(Directions): Look at the entries below and restate word for word the lines from the first through the one that has "($memory_count:expr, $trigger:expr) =>".

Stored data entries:
╭──

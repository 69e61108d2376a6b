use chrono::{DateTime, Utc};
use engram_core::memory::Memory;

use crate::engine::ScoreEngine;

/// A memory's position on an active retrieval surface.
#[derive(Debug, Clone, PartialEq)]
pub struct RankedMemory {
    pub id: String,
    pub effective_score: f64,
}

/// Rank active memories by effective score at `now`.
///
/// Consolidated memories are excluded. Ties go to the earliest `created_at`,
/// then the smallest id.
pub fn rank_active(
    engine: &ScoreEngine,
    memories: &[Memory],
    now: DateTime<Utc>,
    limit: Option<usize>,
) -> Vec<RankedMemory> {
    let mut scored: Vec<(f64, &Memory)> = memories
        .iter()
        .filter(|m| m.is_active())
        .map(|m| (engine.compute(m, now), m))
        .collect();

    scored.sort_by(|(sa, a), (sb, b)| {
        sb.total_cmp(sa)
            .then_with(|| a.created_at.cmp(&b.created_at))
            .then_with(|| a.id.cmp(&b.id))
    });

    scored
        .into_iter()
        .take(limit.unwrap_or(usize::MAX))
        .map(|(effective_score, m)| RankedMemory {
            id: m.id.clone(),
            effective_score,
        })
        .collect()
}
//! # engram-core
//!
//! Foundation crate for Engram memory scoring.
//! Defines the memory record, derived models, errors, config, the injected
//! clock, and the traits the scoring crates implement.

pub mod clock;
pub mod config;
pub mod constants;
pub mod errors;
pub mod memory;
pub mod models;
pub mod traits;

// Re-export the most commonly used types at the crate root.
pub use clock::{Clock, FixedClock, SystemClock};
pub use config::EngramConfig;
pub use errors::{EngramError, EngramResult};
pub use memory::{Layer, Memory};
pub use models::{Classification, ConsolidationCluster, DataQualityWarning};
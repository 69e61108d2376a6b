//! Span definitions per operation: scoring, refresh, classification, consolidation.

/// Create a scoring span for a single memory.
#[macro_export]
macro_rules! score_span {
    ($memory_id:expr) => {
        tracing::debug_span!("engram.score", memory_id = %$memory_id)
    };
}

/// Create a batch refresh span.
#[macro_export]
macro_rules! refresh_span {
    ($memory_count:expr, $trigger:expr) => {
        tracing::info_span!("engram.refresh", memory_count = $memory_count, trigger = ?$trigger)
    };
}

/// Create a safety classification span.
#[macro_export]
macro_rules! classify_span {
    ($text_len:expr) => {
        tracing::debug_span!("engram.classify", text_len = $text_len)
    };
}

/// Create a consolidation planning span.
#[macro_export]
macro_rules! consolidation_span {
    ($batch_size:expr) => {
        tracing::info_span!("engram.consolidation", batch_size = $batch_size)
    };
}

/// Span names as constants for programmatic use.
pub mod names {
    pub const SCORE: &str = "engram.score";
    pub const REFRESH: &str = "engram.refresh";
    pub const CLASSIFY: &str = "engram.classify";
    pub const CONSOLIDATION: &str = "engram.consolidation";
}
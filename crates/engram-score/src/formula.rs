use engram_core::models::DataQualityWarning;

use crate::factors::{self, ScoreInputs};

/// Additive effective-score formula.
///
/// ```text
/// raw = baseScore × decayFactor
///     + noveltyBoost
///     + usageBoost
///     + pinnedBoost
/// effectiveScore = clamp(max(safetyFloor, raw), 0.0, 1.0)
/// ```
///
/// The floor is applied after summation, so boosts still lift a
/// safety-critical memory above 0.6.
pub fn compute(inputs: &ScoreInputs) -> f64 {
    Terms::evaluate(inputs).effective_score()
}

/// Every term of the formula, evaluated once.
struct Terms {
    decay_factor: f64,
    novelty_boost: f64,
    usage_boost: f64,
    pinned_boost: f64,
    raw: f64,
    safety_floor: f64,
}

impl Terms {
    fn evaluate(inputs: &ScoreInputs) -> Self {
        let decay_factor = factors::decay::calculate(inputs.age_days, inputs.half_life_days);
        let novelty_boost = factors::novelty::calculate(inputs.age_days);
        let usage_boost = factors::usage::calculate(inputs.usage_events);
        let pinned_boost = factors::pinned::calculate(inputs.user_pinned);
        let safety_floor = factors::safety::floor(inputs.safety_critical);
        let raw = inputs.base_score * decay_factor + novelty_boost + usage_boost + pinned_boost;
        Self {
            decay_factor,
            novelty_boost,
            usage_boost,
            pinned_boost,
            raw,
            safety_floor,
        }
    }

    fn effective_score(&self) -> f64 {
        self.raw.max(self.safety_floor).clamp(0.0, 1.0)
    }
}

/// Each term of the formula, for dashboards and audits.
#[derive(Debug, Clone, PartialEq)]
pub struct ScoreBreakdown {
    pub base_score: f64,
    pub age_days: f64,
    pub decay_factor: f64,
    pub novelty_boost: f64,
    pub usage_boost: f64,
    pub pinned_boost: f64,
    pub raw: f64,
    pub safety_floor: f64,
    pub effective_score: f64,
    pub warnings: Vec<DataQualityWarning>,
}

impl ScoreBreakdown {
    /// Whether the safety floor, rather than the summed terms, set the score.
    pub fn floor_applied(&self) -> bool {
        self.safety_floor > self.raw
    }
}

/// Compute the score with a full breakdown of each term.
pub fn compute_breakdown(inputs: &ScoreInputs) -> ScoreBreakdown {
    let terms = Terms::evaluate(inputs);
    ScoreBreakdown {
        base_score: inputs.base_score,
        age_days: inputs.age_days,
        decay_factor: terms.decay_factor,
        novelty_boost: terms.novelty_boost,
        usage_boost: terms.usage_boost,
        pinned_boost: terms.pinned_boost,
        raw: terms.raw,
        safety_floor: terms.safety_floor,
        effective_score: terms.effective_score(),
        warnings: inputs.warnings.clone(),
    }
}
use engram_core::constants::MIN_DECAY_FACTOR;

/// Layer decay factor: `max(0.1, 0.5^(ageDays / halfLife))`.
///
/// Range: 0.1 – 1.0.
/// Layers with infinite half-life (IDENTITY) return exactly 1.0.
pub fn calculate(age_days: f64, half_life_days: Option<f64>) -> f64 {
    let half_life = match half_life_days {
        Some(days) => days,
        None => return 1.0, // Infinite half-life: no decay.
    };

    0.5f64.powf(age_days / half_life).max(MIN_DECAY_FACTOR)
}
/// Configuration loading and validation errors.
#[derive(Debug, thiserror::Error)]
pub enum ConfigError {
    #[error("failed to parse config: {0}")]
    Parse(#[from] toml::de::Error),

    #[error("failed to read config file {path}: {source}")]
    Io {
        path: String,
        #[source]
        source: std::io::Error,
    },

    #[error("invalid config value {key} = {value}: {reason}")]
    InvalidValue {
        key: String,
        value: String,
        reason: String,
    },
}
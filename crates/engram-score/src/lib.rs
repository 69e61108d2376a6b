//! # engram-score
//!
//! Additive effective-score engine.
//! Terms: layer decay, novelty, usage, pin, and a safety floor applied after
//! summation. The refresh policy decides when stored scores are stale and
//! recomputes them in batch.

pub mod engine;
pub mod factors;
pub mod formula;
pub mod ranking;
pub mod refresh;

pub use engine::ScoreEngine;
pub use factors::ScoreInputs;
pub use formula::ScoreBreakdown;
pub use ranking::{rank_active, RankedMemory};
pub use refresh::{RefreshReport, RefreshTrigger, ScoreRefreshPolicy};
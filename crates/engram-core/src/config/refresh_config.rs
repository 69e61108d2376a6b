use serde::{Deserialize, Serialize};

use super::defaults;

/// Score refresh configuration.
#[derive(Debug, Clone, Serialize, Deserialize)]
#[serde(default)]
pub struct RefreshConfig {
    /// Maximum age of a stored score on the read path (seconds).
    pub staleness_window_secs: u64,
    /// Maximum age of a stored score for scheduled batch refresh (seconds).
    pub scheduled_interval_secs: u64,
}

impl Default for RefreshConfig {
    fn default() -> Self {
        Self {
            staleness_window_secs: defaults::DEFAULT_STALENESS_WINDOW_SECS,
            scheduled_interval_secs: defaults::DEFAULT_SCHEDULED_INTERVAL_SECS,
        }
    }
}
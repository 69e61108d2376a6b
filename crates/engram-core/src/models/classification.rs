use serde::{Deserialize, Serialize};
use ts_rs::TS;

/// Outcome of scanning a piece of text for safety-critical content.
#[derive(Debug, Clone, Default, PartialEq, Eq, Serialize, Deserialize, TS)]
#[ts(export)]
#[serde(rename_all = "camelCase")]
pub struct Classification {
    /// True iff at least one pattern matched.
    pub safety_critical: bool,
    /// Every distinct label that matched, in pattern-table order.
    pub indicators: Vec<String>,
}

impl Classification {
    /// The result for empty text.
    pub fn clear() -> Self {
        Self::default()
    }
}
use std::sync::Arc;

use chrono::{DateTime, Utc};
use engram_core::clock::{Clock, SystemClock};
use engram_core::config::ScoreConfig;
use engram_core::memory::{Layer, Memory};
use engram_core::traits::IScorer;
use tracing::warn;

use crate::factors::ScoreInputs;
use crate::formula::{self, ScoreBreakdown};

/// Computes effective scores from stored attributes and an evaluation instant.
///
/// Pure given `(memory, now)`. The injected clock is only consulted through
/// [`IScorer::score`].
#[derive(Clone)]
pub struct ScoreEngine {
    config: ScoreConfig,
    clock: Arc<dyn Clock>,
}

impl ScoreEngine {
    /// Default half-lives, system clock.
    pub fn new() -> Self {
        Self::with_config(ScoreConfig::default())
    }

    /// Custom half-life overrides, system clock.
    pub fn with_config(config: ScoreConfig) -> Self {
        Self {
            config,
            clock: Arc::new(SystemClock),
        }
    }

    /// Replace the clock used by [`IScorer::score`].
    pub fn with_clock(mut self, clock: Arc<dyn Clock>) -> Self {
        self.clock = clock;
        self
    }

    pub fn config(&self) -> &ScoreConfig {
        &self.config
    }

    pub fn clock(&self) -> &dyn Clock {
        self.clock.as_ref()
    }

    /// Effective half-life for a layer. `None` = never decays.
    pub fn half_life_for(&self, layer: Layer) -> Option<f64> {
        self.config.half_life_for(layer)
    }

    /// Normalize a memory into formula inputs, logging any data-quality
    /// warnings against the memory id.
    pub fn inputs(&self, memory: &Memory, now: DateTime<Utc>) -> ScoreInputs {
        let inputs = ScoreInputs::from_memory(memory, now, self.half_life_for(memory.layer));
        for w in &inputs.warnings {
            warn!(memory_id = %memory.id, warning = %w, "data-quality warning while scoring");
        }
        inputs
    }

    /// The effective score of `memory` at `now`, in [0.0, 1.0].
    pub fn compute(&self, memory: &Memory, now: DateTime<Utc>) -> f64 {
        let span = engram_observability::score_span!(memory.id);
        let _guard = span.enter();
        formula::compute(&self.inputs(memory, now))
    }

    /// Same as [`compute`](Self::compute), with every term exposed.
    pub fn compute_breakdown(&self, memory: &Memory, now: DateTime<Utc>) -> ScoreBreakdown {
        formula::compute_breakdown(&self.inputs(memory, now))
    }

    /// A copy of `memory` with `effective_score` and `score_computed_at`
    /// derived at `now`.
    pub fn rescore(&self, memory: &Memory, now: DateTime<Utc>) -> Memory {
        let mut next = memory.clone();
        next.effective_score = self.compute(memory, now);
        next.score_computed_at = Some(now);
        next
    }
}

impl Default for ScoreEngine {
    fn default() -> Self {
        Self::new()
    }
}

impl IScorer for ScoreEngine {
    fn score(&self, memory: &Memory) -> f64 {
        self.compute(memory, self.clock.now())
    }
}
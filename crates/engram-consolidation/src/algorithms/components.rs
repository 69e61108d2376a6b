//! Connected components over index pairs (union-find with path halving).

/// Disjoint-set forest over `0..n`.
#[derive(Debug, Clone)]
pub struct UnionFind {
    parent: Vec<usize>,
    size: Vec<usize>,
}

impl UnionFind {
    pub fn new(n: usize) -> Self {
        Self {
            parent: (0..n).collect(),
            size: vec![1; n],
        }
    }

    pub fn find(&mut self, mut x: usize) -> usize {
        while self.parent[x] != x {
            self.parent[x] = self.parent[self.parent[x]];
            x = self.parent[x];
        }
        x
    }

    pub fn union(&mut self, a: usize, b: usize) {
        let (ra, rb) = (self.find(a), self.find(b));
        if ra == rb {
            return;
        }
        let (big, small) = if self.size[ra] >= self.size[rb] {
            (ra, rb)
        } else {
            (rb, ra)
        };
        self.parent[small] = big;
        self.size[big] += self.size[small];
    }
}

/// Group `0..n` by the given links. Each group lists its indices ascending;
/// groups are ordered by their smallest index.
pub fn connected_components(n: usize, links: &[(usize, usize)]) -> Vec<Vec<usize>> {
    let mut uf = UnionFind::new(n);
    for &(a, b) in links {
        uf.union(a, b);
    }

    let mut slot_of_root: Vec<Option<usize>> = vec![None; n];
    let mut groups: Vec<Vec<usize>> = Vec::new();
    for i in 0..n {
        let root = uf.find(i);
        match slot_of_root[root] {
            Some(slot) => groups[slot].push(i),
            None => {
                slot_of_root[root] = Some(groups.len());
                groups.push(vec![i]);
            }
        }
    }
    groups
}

╰──

(Completed exercise):
repository 69e61108d2376a6b
use chrono::{DateTime, Utc};
use engram_core::memory::Memory;

use crate::engine::ScoreEngine;

/// A memory's position on an active retrieval surface.
#[derive(Debug, Clone, PartialEq)]
pub struct RankedMemory {
    pub id: String,
    pub effective_score: f64,
}

/// Rank active memories by effective score at `now`.
///
/// Consolidated memories are excluded. Ties go to the earliest `created_at`,
/// then the smallest id.
pub fn rank_active(
    engine: &ScoreEngine,
    memories: &[Memory],
    now: DateTime<Utc>,
    limit: Option<usize>,
) -> Vec<RankedMemory> {
    let mut scored: Vec<(f64, &Memory)> = memories
        .iter()
        .filter(|m| m.is_active())
        .map(|m| (engine.compute(m, now), m))
        .collect();

    scored.sort_by(|(sa, a), (sb, b)| {
        sb.total_cmp(sa)
            .then_with(|| a.created_at.cmp(&b.created_at))
            .then_with(|| a.id.cmp(&b.id))
    });

    scored
        .into_iter()
        .take(limit.unwrap_or(usize::MAX))
        .map(|(effective_score, m)| RankedMemory {
            id: m.id.clone(),
            effective_score,
        })
        .collect()
}
//! # engram-core
//!
//! Foundation crate for Engram memory scoring.
//! Defines the memory record, derived models, errors, config, the injected
//! clock, and the traits the scoring crates implement.

pub mod clock;
pub mod config;
pub mod constants;
pub mod errors;
pub mod memory;
pub mod models;
pub mod traits;

// Re-export the most commonly used types at the crate root.
pub use clock::{Clock, FixedClock, SystemClock};
pub use config::EngramConfig;
pub use errors::{EngramError, EngramResult};
pub use memory::{Layer, Memory};
pub use models::{Classification, ConsolidationCluster, DataQualityWarning};
repository 69e61108d2376a6b
//! Span definitions per operation: scoring, refresh, classification, consolidation.

/// Create a scoring span for a single memory.
#[macro_export]
macro_rules! score_span {
    ($memory_id:expr) => {
        tracing::debug_span!("engram.score", memory_id = %$memory_id)
    };
}

/// Create a batch refresh span.
#[macro_export]
macro_rules! refresh_span {
    ($memory_count:expr, $trigger:expr) => {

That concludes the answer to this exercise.